# Bike Rack & Garage storage



## 113016 (Jun 5, 2008)

A few photographs to show why I can't store the Cycles in the garage
Also showing where I store the yellow wheel ramps and outside mat.
The bike rack used for block storage is ideal for when they are dirty and the cycles still fit on top.
I did post all about this before, but never got around to photographs.


----------



## 113016 (Jun 5, 2008)

Also, garage payloads must be checked. many are as low as 100kg or 150 kg A few days ago on a different thread, I wrongly posted ours was 250kg. It is infact 350kg, but if anywhere near the full weight was loaded into the garage, it would not leave enough for other items which would normally be stored inside and it would lever weight up off the front wheels.
The way I am looking at it, is that the garage structure will take the weight, but it would effect axle weights.










empty garage with lashing points


----------



## Qnapper (Jul 26, 2012)

Interesting read, we have no were near that amount of stuff in ours (yet) as only owner MH now for 6 months to date.

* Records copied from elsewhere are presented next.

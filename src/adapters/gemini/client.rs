use async_trait::async_trait;
use futures_util::StreamExt;
use reqwest::Client;
use tracing::debug;

use super::types::{
    Content, GenerateContentRequest, GenerateContentResponse, GenerationConfig, Part,
    SystemInstruction,
};
use crate::adapter::{race_timeout, ChunkSink, TextAdapter};
use crate::filter;
use crate::line_stream::LineStream;
use crate::types::{AdapterConfig, Message, Role};
use crate::Error;

/// Model requested when the configuration does not name one.
pub const DEFAULT_MODEL: &str = "gemini-1.5-flash";
const DEFAULT_BASE_URL: &str = "https://generativelanguage.googleapis.com/v1beta";
const BACKEND: &str = "gemini";

/// Instruction inserted when the turn sequence would not open with a user
/// turn, which this backend rejects.
const LEADING_USER_PLACEHOLDER: &str =
    "please perform the task based on the following conversation";

/// Adapter for contents/systemInstruction-style generation APIs.
pub struct GeminiAdapter {
    client: Client,
    config: AdapterConfig,
}

impl GeminiAdapter {
    /// Create a new adapter. Fails if the configuration carries no API key.
    pub fn new(config: AdapterConfig) -> Result<Self, Error> {
        if config.api_key.as_deref().unwrap_or("").is_empty() {
            return Err(Error::config(
                "API key required for the contents-style backend",
            ));
        }
        let client = Client::builder()
            .build()
            .map_err(|e| Error::backend(BACKEND, format!("failed to build HTTP client: {e}")))?;

        Ok(Self { client, config })
    }

    fn model(&self) -> &str {
        self.config.model.as_deref().unwrap_or(DEFAULT_MODEL)
    }

    fn endpoint(&self, stream: bool) -> String {
        let method = if stream {
            "streamGenerateContent"
        } else {
            "generateContent"
        };
        let base = self.config.base_url.as_deref().unwrap_or(DEFAULT_BASE_URL);
        format!(
            "{}/models/{}:{}?key={}",
            base.trim_end_matches('/'),
            self.model(),
            method,
            self.config.api_key.as_deref().unwrap_or_default()
        )
    }

    /// Reshape the uniform message list into the backend's turn sequence.
    ///
    /// Non-system roles map to `user`/`model`, adjacent same-role turns merge
    /// with a blank-line separator, and a non-empty sequence is forced to
    /// open with a `user` turn. System messages leave the turn sequence
    /// entirely and travel in the request's system-instruction field.
    fn build_request(&self, messages: &[Message]) -> GenerateContentRequest {
        let mut contents: Vec<Content> = Vec::new();
        let mut system_texts: Vec<&str> = Vec::new();

        for message in messages {
            if message.role == Role::System {
                system_texts.push(&message.content);
                continue;
            }
            let role = match message.role {
                Role::Assistant => "model",
                _ => "user",
            };
            match contents.last_mut() {
                Some(last) if last.role == role => {
                    let text = &mut last.parts[0].text;
                    text.push_str("\n\n");
                    text.push_str(&message.content);
                }
                _ => contents.push(Content {
                    role: role.to_string(),
                    parts: vec![Part {
                        text: message.content.clone(),
                    }],
                }),
            }
        }

        if contents.first().is_some_and(|turn| turn.role != "user") {
            contents.insert(
                0,
                Content {
                    role: "user".to_string(),
                    parts: vec![Part {
                        text: LEADING_USER_PLACEHOLDER.to_string(),
                    }],
                },
            );
        }

        let system_instruction = if system_texts.is_empty() {
            None
        } else {
            Some(SystemInstruction {
                parts: vec![Part {
                    text: system_texts.join("\n\n"),
                }],
            })
        };

        GenerateContentRequest {
            contents,
            system_instruction,
            generation_config: Some(GenerationConfig {
                temperature: self.config.temperature(),
                max_output_tokens: self.config.max_tokens(),
            }),
        }
    }

    async fn send(&self, body: &GenerateContentRequest, stream: bool) -> Result<reqwest::Response, Error> {
        debug!(model = %self.model(), stream, "dispatching content generation");
        let response = self
            .client
            .post(self.endpoint(stream))
            .header("Content-Type", "application/json")
            .json(body)
            .send()
            .await
            .map_err(|e| Error::backend(BACKEND, format!("request failed: {e}")))?;

        if !response.status().is_success() {
            let error_text = response
                .text()
                .await
                .map_err(|e| Error::backend(BACKEND, format!("failed to read error body: {e}")))?;
            return Err(Error::backend(BACKEND, format!("API error: {error_text}")));
        }

        Ok(response)
    }
}

/// Concatenate the text parts of the first candidate.
fn response_text(response: &GenerateContentResponse) -> String {
    response
        .candidates
        .first()
        .map(|candidate| {
            candidate
                .content
                .parts
                .iter()
                .map(|part| part.text.as_str())
                .collect()
        })
        .unwrap_or_default()
}

#[async_trait]
impl TextAdapter for GeminiAdapter {
    async fn generate(&self, messages: &[Message]) -> Result<String, Error> {
        let body = self.build_request(messages);
        let text = race_timeout(self.config.timeout(), async {
            let response = self.send(&body, false).await?;
            let parsed: GenerateContentResponse = response
                .json()
                .await
                .map_err(|e| Error::backend(BACKEND, format!("failed to decode response: {e}")))?;
            Ok(response_text(&parsed))
        })
        .await?;

        Ok(filter::apply(&self.config, text))
    }

    async fn stream_generate(
        &self,
        messages: &[Message],
        on_chunk: ChunkSink<'_>,
    ) -> Result<String, Error> {
        let body = self.build_request(messages);
        let text = race_timeout(self.config.timeout(), async {
            let response = self.send(&body, true).await?;
            // Each line is one complete JSON object; no prefix, no sentinel.
            // Stream end is signaled by transport closure.
            let mut lines = LineStream::new(response.bytes_stream(), BACKEND);
            let mut accumulated = String::new();

            while let Some(line) = lines.next().await {
                let line = line?;
                let frame: GenerateContentResponse = match serde_json::from_str(&line) {
                    Ok(frame) => frame,
                    Err(e) => {
                        debug!(error = %e, "skipping malformed stream frame");
                        continue;
                    }
                };
                let delta = response_text(&frame);
                if !delta.is_empty() {
                    accumulated.push_str(&delta);
                    on_chunk(&delta, &accumulated);
                }
            }

            Ok(accumulated)
        })
        .await?;

        Ok(filter::apply(&self.config, text))
    }
}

We have ( was in MH when we got it ) a role flat hose, I notice you have two? may I ask what the benefit is please?

John


----------



## 113016 (Jun 5, 2008)

Qnapper said:


> Interesting read, we have no were near that amount of stuff in ours (yet) as only owner MH now for 6 months to date. We have ( was in MH when we got it ) a role flat hose, I notice you have two? may I ask what the benefit is please?
> 
> John


Thanks John, to be honest, I have three, one long, one short and one which is only suitable to fix between a tap and a watering can. (On the other door)
Some taps don't have access for a can.
I very early use any except for the very short one as I mainly use the can and frequently top up.
However this year, we might be using the hoses as in Germany it might be better to refill when the tank is empty. These places charge for 100 litres or approx, no matter if you only put in 30litres.


----------



## bognormike (May 10, 2005)

thanks Graham - you do carry alot of stuff don't you? :roll: I suppose if we unpacked all of our lockers we'd come up with similar! having a number of underneath lockers rather than the big garage, our stuff tends to be held in convenient places in these, and of course the load is spread around. 



John

I suspect that Graham uses "normal" hoses rather than a roll flat one because they are easier to put away than the rollups?


----------



## bigtree (Feb 3, 2007)

That's an impressive payload for the garage,don't have the info for mine (Frankia) but hope it's north of 250kg.


----------



## Qnapper (Jul 26, 2012)

bognormike said:


> thanks Graham - you do carry alot of stuff don't you? :roll: I suppose if we unpacked all of our lockers we'd come up with similar! having a number of underneath lockers rather than the big garage, our stuff tends to be held in convenient places in these, and of course the load is spread around.
> 
> John
> 
> I suspect that Graham uses "normal" hoses rather than a roll flat one because they are easier to put away than the rollups?


Well I think the hose might go in our store as in 6 months we have never used it. We were advised to get a watering can, which we did and have used loads of times. Tomorrow we are off to motorhome to pull everything out, weight it and repack it.

Thanks

John


----------



## rayrecrok (Nov 21, 2008)

Hi.

You want an extension building. :lol: :lol: :lol: 

ray.


----------



## 113016 (Jun 5, 2008)

Yes Mike, we do carry quite a bit, probably due to mainly wilding and been self sufficient. Actually, the photo was just taken today and as it is now. When we go away for long periods, it would be loaded up with an extra couple of storage boxes. Two are used for shoes, it keeps dirty things out of the hab area.
Yes again these hoses empty and roll up quicker. 
Regarding weight, I doubt we ever put more than 200kg in there.
There is also storage to the front of the garage, above the gas locker and boiler and the spare wheel is between them.


----------



## aldra (Jul 2, 2009)

Half of our garage is given over to the dog 

Wire doors either side and fan for hot moments

And very safe in constricted spaces

He travels and lives inside when we are in the van

Even so there is room for the bikes

But they get dirty, awkward to lift in and out, they do fold
But who wants to mess with that??

So back to the bike rack, some days we don't use the bikes and they are out of the way

We do have air suspension

And I am on a diet

Aldra


----------



## 113016 (Jun 5, 2008)

I don't cover our bikes, I just put a plastic bag over the seat and sometimes over the hand grips. Then we can remove the bike quickly from the rack and just give it a quick wipe. More of a wipe if we have travelled a long distance in wet conditions


----------



## aldra (Jul 2, 2009)

Same here

Cover the seats, especially mine

Super duper memory foam

It remembers the contours of my  

If anyone else tries an alarm goes off :lol: 

Aldra


----------